Nous arrivons au consulat, près de l’ambassade à paris. L’entrée est gardée par des gardes armés, comme si on allait prendre le bâtiment en otage….Sur le côté il y a une petite file d’attente. Nous devons montrer patte blanche ! Il vérifie par talkie-walkie que nous sommes bien sur la liste des convoqués. Premier passage ok !!! Ensuite, nous sommes dirigés vers une autre pièce où 2 autres mecs, armés eux aussi. La pièce ressemble à un sas de sécurité d’un aéroport. Il y a un portique et des casiers en plastique où sont stockés les biens des gens qui sont convoqués. Il nous faut alors ouvrir nos manteaux et sacs, pour vérifier que nous n’avons rien de suspect, genre arme par exemple. Il est vrai qu’avec ma barbe, ils ont dû penser que j’étais un terroriste fondamentaliste, venu faire sauter le bâtiment ! Nous sommes fouillés soigneusement, ils prennent le sac de maman et son portable, mes clefs, enfin tout ou presque ce que nous avons avec nous, à l’exception du dossier naturellement ! On passe le portique, enfin, et ils recommencent à vérifier avec un détecteur de métaux que tout est en ordre avant de nous laisser entrer dans la cour qui mène au « temple ». A l’intérieur, des files d’attente de partout, surveillées par des militaires, et une grande pièce avec des chaises en fer alignées, genre la sécu, et plein de monde. Tout le personnel du consulat est aussi gracieux que des fondamentalistes islamistes qui vous tiennent en otage avec leurs AK 47 sur une vidéo de demande de rançon…. Remarque, ils doivent sûrement s’emmerder ferme toute la journée à voir défiler des masses de gens et des gosses qui traînent un peu partout dans leurs pattes. Ambiance sécu, version Irak ! On avance et faisons la queue comme tout le monde. Face à nous se dresse un mur de guichets aux vitres blindées, trouées pour laisser passer le son car ils nous parlent à travers des micros derrières leurs vitres.

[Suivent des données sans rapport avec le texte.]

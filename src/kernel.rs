use nix::libc::{self, c_long};

use crate::{
    auxiliary::constants::general::{CALL_FAILED, MAX_ARGUMENTS},
    errors::{Error, Result},
};

/// The machine words of one call, never more than the widest supported call.
#[derive(Clone, Copy, Debug, Default, PartialEq, Eq)]
pub struct CallArgs {
    words: [u64; MAX_ARGUMENTS],
    len: usize,
}

impl CallArgs {
    pub fn new() -> Self {
        Self::default()
    }

    pub fn push(&mut self, call: &str, word: u64) -> Result<()> {
        if self.len == MAX_ARGUMENTS {
            return Err(Error::TooManyArguments {
                call: call.to_owned(),
                count: self.len + 1,
            });
        }
        self.words[self.len] = word;
        self.len += 1;
        Ok(())
    }

    pub fn as_slice(&self) -> &[u64] {
        &self.words[..self.len]
    }

    pub fn arity(&self) -> usize {
        self.len
    }
}

/// Something that can run a call by code. The host kernel in production, a
/// recording fake in tests.
pub trait Kernel {
    /// Runs call `code` with exactly the words in `args` and returns its raw
    /// result, or the platform error when that result is the failure value.
    fn invoke(&mut self, code: i64, args: &CallArgs) -> std::result::Result<i64, errno::Errno>;
}

#[derive(Clone, Copy, Debug, Default)]
pub struct HostKernel;

impl Kernel for HostKernel {
    fn invoke(&mut self, code: i64, args: &CallArgs) -> std::result::Result<i64, errno::Errno> {
        let code = code as c_long;
        let word = |word: u64| word as c_long;
        // each arity gets its own call site so the callee sees exactly the
        // words it was given
        let result = unsafe {
            match *args.as_slice() {
                [] => libc::syscall(code),
                [a] => libc::syscall(code, word(a)),
                [a, b] => libc::syscall(code, word(a), word(b)),
                [a, b, c] => libc::syscall(code, word(a), word(b), word(c)),
                [a, b, c, d] => libc::syscall(code, word(a), word(b), word(c), word(d)),
                [a, b, c, d, e] => {
                    libc::syscall(code, word(a), word(b), word(c), word(d), word(e))
                }
                ref more => unreachable!("CallArgs holds {} words", more.len()),
            }
        };
        // errno has to be read before anything else can overwrite it
        if i64::from(result) == CALL_FAILED {
            return Err(errno::errno());
        }
        Ok(i64::from(result))
    }
}
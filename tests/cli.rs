use std::process::{Command, Output, Stdio};

fn syscall(arguments: &[&str]) -> Output {
    Command::new(env!("CARGO_BIN_EXE_syscall"))
        .args(arguments)
        .env_remove("SYSCALL_LOG")
        .output()
        .expect("could not run syscall")
}

fn stdout(output: &Output) -> String {
    String::from_utf8_lossy(&output.stdout).into_owned()
}

fn stderr(output: &Output) -> String {
    String::from_utf8_lossy(&output.stderr).into_owned()
}

#[test]
fn echo_sees_the_previous_result() {
    let output = syscall(&["echo", "hello", ",", "echo", "$0"]);
    assert!(output.status.success(), "{}", stderr(&output));
    assert_eq!(stdout(&output), "hello\n0\n");
}

#[test]
fn bare_invocation_prints_usage() {
    let output = syscall(&[]);
    assert!(output.status.success());
    assert!(stdout(&output).starts_with("usage: syscall [-<n>] name"));
}

#[test]
fn repeat_count_without_a_chain_is_a_usage_error() {
    let output = syscall(&["-3"]);
    assert_eq!(output.status.code(), Some(1));
    assert!(stdout(&output).starts_with("usage:"));
}

#[test]
fn help_and_version_exit_cleanly() {
    for flag in ["-h", "--help"] {
        let output = syscall(&[flag]);
        assert_eq!(output.status.code(), Some(0), "{flag}");
        assert!(stdout(&output).contains("syscall [-<n>] name"));
    }
    for flag in ["-v", "--version"] {
        let output = syscall(&[flag]);
        assert_eq!(output.status.code(), Some(0), "{flag}");
        assert!(stdout(&output).contains(env!("CARGO_PKG_VERSION")));
    }
}

#[test]
fn writes_to_stdout() {
    let output = syscall(&["write", "1", "hi\\n", "3"]);
    assert!(output.status.success(), "{}", stderr(&output));
    assert_eq!(stdout(&output), "hi\n");
}

#[test]
fn chain_threads_a_descriptor_through_a_file() {
    let directory = tempfile::tempdir().unwrap();
    let path = directory.path().join("out.txt");
    let path = path.to_str().unwrap();
    // O_WRONLY | O_CREAT | O_TRUNC relative to AT_FDCWD
    let output = syscall(&[
        "openat", "-100", path, "0x241", "0644", ",", "write", "$0", "hello", "#hello", ",",
        "write", "$0", "hi\\n", "3", ",", "close", "$0",
    ]);
    assert!(output.status.success(), "{}", stderr(&output));
    assert_eq!(std::fs::read_to_string(path).unwrap(), "hellohi\n");
}

#[test]
fn unknown_call_fails_with_its_name() {
    let output = syscall(&["echo", "before", ",", "frobnicate", ",", "echo", "after"]);
    assert_eq!(output.status.code(), Some(1));
    assert_eq!(stdout(&output), "before\n");
    assert!(stderr(&output).contains("unknown system call: frobnicate"));
    assert_eq!(stderr(&output).lines().count(), 1);
}

#[test]
fn failed_call_reports_the_platform_error() {
    let output = syscall(&["close", "987654"]);
    assert_eq!(output.status.code(), Some(1));
    let message = stderr(&output);
    assert!(message.contains("close failed: "), "{message}");
    assert!(message.contains(&errno::Errno(nix::libc::EBADF).to_string()), "{message}");
}

#[test]
fn too_many_arguments() {
    let output = syscall(&["mmap", "0", "4096", "3", "0x22", "-1", "0"]);
    assert_eq!(output.status.code(), Some(1));
    assert!(stderr(&output).contains("too many arguments for mmap"));
}

#[test]
fn too_many_commands() {
    let mut arguments = vec!["getpid"];
    for _ in 0..20 {
        arguments.extend([",", "getpid"]);
    }
    let output = syscall(&arguments);
    assert_eq!(output.status.code(), Some(1));
    assert!(stderr(&output).contains("too many commands (21 > 20)"));
}

#[test]
fn zero_repeat_count_fails() {
    let output = syscall(&["-0", "getpid"]);
    assert_eq!(output.status.code(), Some(1));
    assert!(stderr(&output).contains("must be between 1"));

    let output = syscall(&["-n", "-2", "getpid"]);
    assert_eq!(output.status.code(), Some(1));
    assert!(stderr(&output).contains("must be between 1"), "{}", stderr(&output));
}

#[test]
fn results_carry_over_between_passes() {
    let child = Command::new(env!("CARGO_BIN_EXE_syscall"))
        .args(["-3", "echo", "$1", ",", "getpid"])
        .stdout(Stdio::piped())
        .spawn()
        .unwrap();
    let pid = child.id().to_string();
    let output = child.wait_with_output().unwrap();
    assert!(output.status.success());
    let out = stdout(&output);
    let lines: Vec<&str> = out.lines().collect();
    assert_eq!(lines, ["-1", pid.as_str(), pid.as_str()]);
}

#[test]
fn dump_results_prints_the_register() {
    let output = syscall(&["--dump-results", "echo", "x", ",", "getppid"]);
    assert!(output.status.success());
    let out = stdout(&output);
    assert!(out.starts_with("x\n"));
    assert!(out.contains("command"));
    assert!(out.contains("result"));
}

#[test]
fn list_shows_host_calls() {
    let output = syscall(&["--list"]);
    assert!(output.status.success());
    let out = stdout(&output);
    assert!(out.lines().any(|line| line.split_whitespace().next() == Some("getpid")));
    let names: Vec<&str> = out
        .lines()
        .filter_map(|line| line.split_whitespace().next())
        .collect();
    let mut sorted = names.clone();
    sorted.sort_unstable();
    assert_eq!(names, sorted);
}
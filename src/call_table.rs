use std::sync::LazyLock;

use syscalls::Sysno;
use tracing::trace;

use crate::errors::{Error, Result};

/// The calls known to the host architecture, sorted once for the whole run.
pub static HOST_CALL_TABLE: LazyLock<CallTable> = LazyLock::new(CallTable::host);

#[derive(Clone, Copy, Debug, PartialEq, Eq)]
pub struct CallTableEntry {
    pub name: &'static str,
    pub code: i64,
}

/// Symbolic call names and their numeric codes, ordered by name so that a
/// lookup is a binary search.
#[derive(Clone, Debug)]
pub struct CallTable {
    entries: Vec<CallTableEntry>,
}

impl CallTable {
    pub fn from_entries(entries: impl IntoIterator<Item = CallTableEntry>) -> Self {
        let mut entries: Vec<CallTableEntry> = entries.into_iter().collect();
        entries.sort_unstable_by(|left, right| left.name.cmp(right.name));
        Self { entries }
    }

    pub fn host() -> Self {
        Self::from_entries(Sysno::iter().map(|sysno| CallTableEntry {
            name: sysno.name(),
            code: i64::from(sysno.id()),
        }))
    }

    pub fn resolve(&self, name: &str) -> Result<i64> {
        let index = self
            .entries
            .binary_search_by(|entry| entry.name.cmp(name))
            .map_err(|_| Error::UnknownCall(name.to_owned()))?;
        let code = self.entries[index].code;
        trace!(name, code, "resolved");
        Ok(code)
    }

    /// Entries in name order.
    pub fn entries(&self) -> &[CallTableEntry] {
        &self.entries
    }

    pub fn len(&self) -> usize {
        self.entries.len()
    }
}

Notre tour arrive. Une fonctionnaire parlant français appelle maman au micro. Elle présente avec moi notre dossier à tous les 2 qu’elle lui passe sous la vitre. Cette femme rejette aussitôt le mien d’un balayement de la main. « Non madame, pas votre fils » assène t elle à maman ahurie, et moi d’ailleurs. Maman lui demande alors pourquoi mais elle lui répond que maman est la seule à être convoquée et que j’ai 21 ans de toutes façons. Maman lui répond qu’elle a fait depuis toujours son dossier et sa demande pour nous deux, et qu’elle a d’ailleurs payé pour elle et moi les frais de cette loterie faite lorsque je n’avais pas encore 20 ans ! Elle lui précise aussi que, étant sous sa tutelle légale, il n’est pas question qu’elle parte sans moi. La fonctionnaire demande alors pourquoi je suis sous tutelle, maman lui explique donc qu’étant schizophrène elle est responsable légalement de moi. La sentence tombe alors comme un couperet, tout fort devant cette salle bondée qui entend tout : « votre fils est schizophrène et il sera donc une charge pour la société américaine. Il est donc hors de question de prendre son dossier, l’Amérique ne veut pas payer pour lui car il serait un poids pour la société ». Elle lui d’aller se rasseoir et d’attendre qu’on la rappelle.
Nous allons donc nous asseoir. Je suis sous le choc ! On vient de me graver au fer rouge l’inscription « sale schizo » sur le front devant tout le monde. Les gens nous regardent en biais, bizarrement…On vient de me démontrer que mon internement en psychiatrie montre que je n’ai aucun droit, que je suis en quelque sorte un « rebus », que j’inspire le dégoût à cette société capitaliste et lissée. En fait, je comprends que je dois me contenter de ne plus être en HP, mais je dois aussi en assumer les conséquences et cela s’applique aussi à mes rêves d’écritures et mes ambitions… En clair, je me sens indésirable, comme si je polluais ce monde de ma présence. Il me faut accepter cette idée et presque leur dire merci ! Maman me demande de faire des photocopies de tous les documents originaux qu’elle a dû montrer aux gens du consulat (diplômes, certificats de travail, de banque…). Il y a une photocopieuse dans une autre pièce du consulat un peu éloignée, et payante, bien sûr ! Evidemment, il faut de la monnaie et en plus comprendre comment elle marche, tout est écrit petit et en anglais ! Je n’ai pas de monnaie et je demande à quelqu’un qui est là si elle peut me dépanner, en français. « I’m sorry but I don’t understand » me répond elle, je comprends donc qu’il me faudra me débrouiller autrement…finalement c’est maman qui ira les faire, c’est mieux !!!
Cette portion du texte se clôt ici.